EXERCISE OBJECTIVE:
For every line below, set down an identical copy.

-------- INFORMATION SUPPLIED --------

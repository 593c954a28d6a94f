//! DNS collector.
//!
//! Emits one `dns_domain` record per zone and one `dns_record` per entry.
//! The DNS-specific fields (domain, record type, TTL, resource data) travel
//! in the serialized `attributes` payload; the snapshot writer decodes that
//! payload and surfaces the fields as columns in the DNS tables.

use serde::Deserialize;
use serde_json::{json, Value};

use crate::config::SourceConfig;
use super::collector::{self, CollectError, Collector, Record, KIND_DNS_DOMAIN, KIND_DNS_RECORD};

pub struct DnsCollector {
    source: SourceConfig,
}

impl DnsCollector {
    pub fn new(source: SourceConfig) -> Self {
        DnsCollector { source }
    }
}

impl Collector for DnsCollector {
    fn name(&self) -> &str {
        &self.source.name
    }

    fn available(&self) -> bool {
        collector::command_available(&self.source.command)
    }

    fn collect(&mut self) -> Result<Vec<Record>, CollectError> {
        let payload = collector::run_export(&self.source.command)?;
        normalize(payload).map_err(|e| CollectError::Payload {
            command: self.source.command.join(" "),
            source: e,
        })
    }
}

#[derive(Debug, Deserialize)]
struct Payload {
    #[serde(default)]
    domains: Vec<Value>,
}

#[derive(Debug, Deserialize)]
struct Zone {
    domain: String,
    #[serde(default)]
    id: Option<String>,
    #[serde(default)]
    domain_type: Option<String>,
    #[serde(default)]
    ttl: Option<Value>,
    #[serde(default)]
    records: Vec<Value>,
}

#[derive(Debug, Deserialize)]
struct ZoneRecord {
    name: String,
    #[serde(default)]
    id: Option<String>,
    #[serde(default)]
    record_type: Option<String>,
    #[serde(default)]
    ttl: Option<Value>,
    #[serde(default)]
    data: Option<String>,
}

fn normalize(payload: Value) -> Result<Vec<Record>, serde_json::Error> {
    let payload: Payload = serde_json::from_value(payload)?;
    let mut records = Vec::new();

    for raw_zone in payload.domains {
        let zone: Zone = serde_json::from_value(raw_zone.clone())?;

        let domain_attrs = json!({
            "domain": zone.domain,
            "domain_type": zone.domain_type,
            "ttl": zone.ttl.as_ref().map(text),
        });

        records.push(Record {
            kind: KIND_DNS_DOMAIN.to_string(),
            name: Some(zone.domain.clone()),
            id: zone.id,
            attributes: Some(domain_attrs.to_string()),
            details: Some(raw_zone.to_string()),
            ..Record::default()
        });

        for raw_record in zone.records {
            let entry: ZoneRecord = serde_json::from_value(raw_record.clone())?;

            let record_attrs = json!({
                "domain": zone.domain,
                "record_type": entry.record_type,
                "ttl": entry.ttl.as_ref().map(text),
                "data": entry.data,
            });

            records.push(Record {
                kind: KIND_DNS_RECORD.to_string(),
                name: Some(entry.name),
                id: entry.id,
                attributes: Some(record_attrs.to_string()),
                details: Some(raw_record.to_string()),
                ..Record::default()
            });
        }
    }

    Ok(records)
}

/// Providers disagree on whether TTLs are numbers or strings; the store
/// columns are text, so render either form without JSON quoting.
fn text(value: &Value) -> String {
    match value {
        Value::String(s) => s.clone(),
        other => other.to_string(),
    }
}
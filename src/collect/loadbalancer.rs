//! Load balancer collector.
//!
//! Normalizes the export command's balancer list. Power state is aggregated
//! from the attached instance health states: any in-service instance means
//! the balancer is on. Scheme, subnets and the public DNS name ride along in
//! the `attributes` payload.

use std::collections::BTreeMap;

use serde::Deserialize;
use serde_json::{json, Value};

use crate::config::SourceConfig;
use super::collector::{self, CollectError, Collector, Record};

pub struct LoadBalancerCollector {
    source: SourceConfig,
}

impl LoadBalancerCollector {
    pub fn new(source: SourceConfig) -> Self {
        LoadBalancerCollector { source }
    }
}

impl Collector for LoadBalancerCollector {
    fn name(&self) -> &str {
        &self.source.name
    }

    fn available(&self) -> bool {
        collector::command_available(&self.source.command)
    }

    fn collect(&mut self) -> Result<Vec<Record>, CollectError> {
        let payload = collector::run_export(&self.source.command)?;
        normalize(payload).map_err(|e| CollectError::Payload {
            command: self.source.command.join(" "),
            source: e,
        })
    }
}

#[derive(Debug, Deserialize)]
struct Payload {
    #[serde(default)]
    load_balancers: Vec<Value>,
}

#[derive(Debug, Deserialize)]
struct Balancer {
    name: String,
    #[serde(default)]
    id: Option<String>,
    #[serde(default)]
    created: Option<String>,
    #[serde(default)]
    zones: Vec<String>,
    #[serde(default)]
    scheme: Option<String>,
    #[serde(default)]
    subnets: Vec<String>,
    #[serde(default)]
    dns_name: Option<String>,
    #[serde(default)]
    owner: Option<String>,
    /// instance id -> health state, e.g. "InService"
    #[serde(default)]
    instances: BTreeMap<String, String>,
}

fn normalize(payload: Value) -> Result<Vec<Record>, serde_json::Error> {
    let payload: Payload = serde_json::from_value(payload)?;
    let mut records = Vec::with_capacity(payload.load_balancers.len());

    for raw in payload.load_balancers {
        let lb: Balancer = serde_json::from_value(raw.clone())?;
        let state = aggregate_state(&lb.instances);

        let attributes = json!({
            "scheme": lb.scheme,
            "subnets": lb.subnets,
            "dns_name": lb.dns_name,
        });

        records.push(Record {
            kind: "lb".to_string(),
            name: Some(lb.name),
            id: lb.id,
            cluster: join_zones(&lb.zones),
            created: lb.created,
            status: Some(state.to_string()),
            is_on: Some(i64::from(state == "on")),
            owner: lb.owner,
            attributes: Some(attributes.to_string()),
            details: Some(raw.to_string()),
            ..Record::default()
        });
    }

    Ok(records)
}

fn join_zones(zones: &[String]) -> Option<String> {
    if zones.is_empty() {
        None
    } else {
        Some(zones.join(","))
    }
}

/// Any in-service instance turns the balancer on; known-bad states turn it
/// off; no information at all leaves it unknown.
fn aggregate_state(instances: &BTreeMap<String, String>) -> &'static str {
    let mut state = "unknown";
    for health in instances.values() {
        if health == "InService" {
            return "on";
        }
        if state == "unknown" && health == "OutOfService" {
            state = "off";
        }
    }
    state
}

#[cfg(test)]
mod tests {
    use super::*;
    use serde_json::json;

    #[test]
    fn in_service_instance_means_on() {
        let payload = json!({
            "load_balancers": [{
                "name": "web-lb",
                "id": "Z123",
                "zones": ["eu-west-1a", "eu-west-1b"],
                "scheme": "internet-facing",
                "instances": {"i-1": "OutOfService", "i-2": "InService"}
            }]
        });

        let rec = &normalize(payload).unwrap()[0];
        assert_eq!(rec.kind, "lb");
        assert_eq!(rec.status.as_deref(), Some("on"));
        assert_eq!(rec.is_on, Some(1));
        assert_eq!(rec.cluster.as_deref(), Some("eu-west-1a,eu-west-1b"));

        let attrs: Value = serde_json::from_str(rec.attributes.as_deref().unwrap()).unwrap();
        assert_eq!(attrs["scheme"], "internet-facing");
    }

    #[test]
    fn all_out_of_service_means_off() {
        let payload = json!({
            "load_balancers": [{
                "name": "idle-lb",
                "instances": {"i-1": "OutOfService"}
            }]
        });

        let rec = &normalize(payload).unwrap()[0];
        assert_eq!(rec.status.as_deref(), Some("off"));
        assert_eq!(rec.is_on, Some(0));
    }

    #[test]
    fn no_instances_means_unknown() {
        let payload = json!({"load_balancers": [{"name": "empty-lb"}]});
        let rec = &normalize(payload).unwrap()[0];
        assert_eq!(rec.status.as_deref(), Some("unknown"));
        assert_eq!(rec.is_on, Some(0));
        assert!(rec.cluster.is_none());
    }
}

--------

RESULT BELOW:
repository 593c954a28d6a94f
//! DNS collector.
//!
//! Emits one `dns_domain` record per zone and one `dns_record` per entry.
//! The DNS-specific fields (domain, record type, TTL, resource data) travel
//! in the serialized `attributes` payload; the snapshot writer decodes that
//! payload and surfaces the fields as columns in the DNS tables.

use serde::Deserialize;
use serde_json::{json, Value};

use crate::config::SourceConfig;
use super::collector::{self, CollectError, Collector, Record, KIND_DNS_DOMAIN, KIND_DNS_RECORD};

pub struct DnsCollector {
    source: SourceConfig,
}

impl DnsCollector {
    pub fn new(source: SourceConfig) -> Self {
        DnsCollector { source }
    }
}

impl Collector for DnsCollector {
    fn name(&self) -> &str {
        &self.source.name
    }

    fn available(&self) -> bool {
        collector::command_available(&self.source.command)
    }

    fn collect(&mut self) -> Result<Vec<Record>, CollectError> {
        let payload = collector::run_export(&self.source.command)?;
        normalize(payload).map_err(|e| CollectError::Payload {
            command: self.source.command.join(" "),
            source: e,
        })
    }
}

#[derive(Debug, Deserialize)]
struct Payload {
    #[serde(default)]
    domains: Vec<Value>,
}

#[derive(Debug, Deserialize)]
struct Zone {
    domain: String,
    #[serde(default)]
    id: Option<String>,
    #[serde(default)]
    domain_type: Option<String>,
    #[serde(default)]
    ttl: Option<Value>,
    #[serde(default)]
    records: Vec<Value>,
}

#[derive(Debug, Deserialize)]
struct ZoneRecord {
    name: String,
    #[serde(default)]
    id: Option<String>,
    #[serde(default)]
    record_type: Option<String>,
    #[serde(default)]
    ttl: Option<Value>,
    #[serde(default)]
    data: Option<String>,
}

fn normalize(payload: Value) -> Result<Vec<Record>, serde_json::Error> {
    let payload: Payload = serde_json::from_value(payload)?;
    let mut records = Vec::new();

    for raw_zone in payload.domains {
        let zone: Zone = serde_json::from_value(raw_zone.clone())?;

        let domain_attrs = json!({
            "domain": zone.domain,
            "domain_type": zone.domain_type,
            "ttl": zone.ttl.as_ref().map(text),
        });

        records.push(Record {
            kind: KIND_DNS_DOMAIN.to_string(),
            name: Some(zone.domain.clone()),
            id: zone.id,
            attributes: Some(domain_attrs.to_string()),
            details: Some(raw_zone.to_string()),
            ..Record::default()
        });

        for raw_record in zone.records {
            let entry: ZoneRecord = serde_json::from_value(raw_record.clone())?;

            let record_attrs = json!({
                "domain": zone.domain,
                "record_type": entry.record_type,
                "ttl": entry.ttl.as_ref().map(text),
                "data": entry.data,
            });

            records.push(Record {
                kind: KIND_DNS_RECORD.to_string(),
                name: Some(entry.name),
                id: entry.id,
                attributes: Some(record_attrs.to_string()),
                details: Some(raw_record.to_string()),
                ..Record::default()
            });
        }
    }

    Ok(records)
}

/// Providers disagree on whether TTLs are numbers or strings; the store
/// columns are text, so render either form without JSON quoting.
fn text(value: &Value) -> String {
    match value {
        Value::String(s) => s.clone(),
        other => other.to_string(),
    }
}
filename src/collect/loadbalancer.rs
//! Load balancer collector.
//!
//! Normalizes the export command's balancer list. Power state is aggregated
//! from the attached instance health states: any in-service instance means
//! the balancer is on. Scheme, subnets and the public DNS name ride along in
//! the `attributes` payload.

use std::collections::BTreeMap;

use serde::Deserialize;
use serde_json::{json, Value};

use crate::config::SourceConfig;
use super::collector::{self, CollectError, Collector, Record};

pub struct LoadBalancerCollector {
    source: SourceConfig,
}

impl LoadBalancerCollector {
    pub fn new(source: SourceConfig) -> Self {
        LoadBalancerCollector { source }
    }
}

impl Collector for LoadBalancerCollector {
    fn name(&self) -> &str {
        &self.source.name
    }

    fn available(&self) -> bool {
        collector::command_available(&self.source.command)
    }

    fn collect(&mut self) -> Result<Vec<Record>, CollectError> {
        let payload = collector::run_export(&self.source.command)?;
        normalize(payload).map_err(|e| CollectError::Payload {
            command: self.source.command.join(" "),
            source: e,
        })
    }
}

#[derive(Debug, Deserialize)]
struct Payload {
    #[serde(default)]
    load_balancers: Vec<Value>,
}

#[derive(Debug, Deserialize)]
struct Balancer {
    name: String,
    #[serde(default)]
    id: Option<String>,
    #[serde(default)]
    created: Option<String>,
    #[serde(default)]
    zones: Vec<String>,
    #[serde(default)]
    scheme: Option<String>,
    #[serde(default)]
    subnets: Vec<String>,
    #[serde(default)]
    dns_name: Option<String>,
    #[serde(default)]
    owner: Option<String>,
    /// instance id -> health state, e.g. "InService"
    #[serde(default)]
    instances: BTreeMap<String, String>,
}

fn normalize(payload: Value) -> Result<Vec<Record>, serde_json::Error> {
    let payload: Payload = serde_json::from_value(payload)?;
    let mut records = Vec::with_capacity(payload.load_balancers.len());

    for raw in payload.load_balancers {
        let lb: Balancer = serde_json::from_value(raw.clone())?;
        let state = aggregate_state(&lb.instances);

        let attributes = json!({
            "scheme": lb.scheme,
            "subnets": lb.subnets,
            "dns_name": lb.dns_name,
        });

        records.push(Record {
            kind: "lb".to_string(),
            name: Some(lb.name),
            id: lb.id,
            cluster: join_zones(&lb.zones),
            created: lb.created,
            status: Some(state.to_string()),
            is_on: Some(i64::from(state == "on")),
            owner: lb.owner,
            attributes: Some(attributes.to_string()),
            details: Some(raw.to_string()),
            ..Record::default()
        });
    }

    Ok(records)
}

fn join_zones(zones: &[String]) -> Option<String> {
    if zones.is_empty() {
        None
    } else {
        Some(zones.join(","))
    }
}

/// Any in-service instance turns the balancer on; known-bad states turn it
/// off; no information at all leaves it unknown.
fn aggregate_state(instances: &BTreeMap<String, String>) -> &'static str {
    let mut state = "unknown";
    for health in instances.values() {
        if health == "InService" {
            return "on";
        }
        if state == "unknown" && health == "OutOfService" {
            state = "off";
        }
    }
    state
}

#[cfg(test)]
mod tests {
    use super::*;
    use serde_json::json;

    #[test]
    fn in_service_instance_means_on() {
        let payload = json!({
            "load_balancers": [{
                "name": "web-lb",
                "id": "Z123",
                "zones": ["eu-west-1a", "eu-west-1b"],
                "scheme": "internet-facing",
                "instances": {"i-1": "OutOfService", "i-2": "InService"}
            }]
        });

        let rec = &normalize(payload).unwrap()[0];
        assert_eq!(rec.kind, "lb");
        assert_eq!(rec.status.as_deref(), Some("on"));
        assert_eq!(rec.is_on, Some(1));
        assert_eq!(rec.cluster.as_deref(), Some("eu-west-1a,eu-west-1b"));

        let attrs: Value = serde_json::from_str(rec.attributes.as_deref().unwrap()).unwrap();
        assert_eq!(attrs["scheme"], "internet-facing");
    }

    #[test]
    fn all_out_of_service_means_off() {
        let payload = json!({
            "load_balancers": [{
                "name": "idle-lb",
                "instances": {"i-1": "OutOfService"}
            }]
        });

        let rec = &normalize(payload).unwrap()[0];
        assert_eq!(rec.status.as_deref(), Some("off"));
        assert_eq!(rec.is_on, Some(0));
    }

    #[test]
    fn no_instances_means_unknown() {
        let payload = json!({"load_balancers": [{"name": "empty-lb"}]});
        let rec = &normalize(payload).unwrap()[0];
        assert_eq!(rec.status.as_deref(), Some("unknown"));
        assert_eq!(rec.is_on, Some(0));
        assert!(rec.cluster.is_none());
    }
}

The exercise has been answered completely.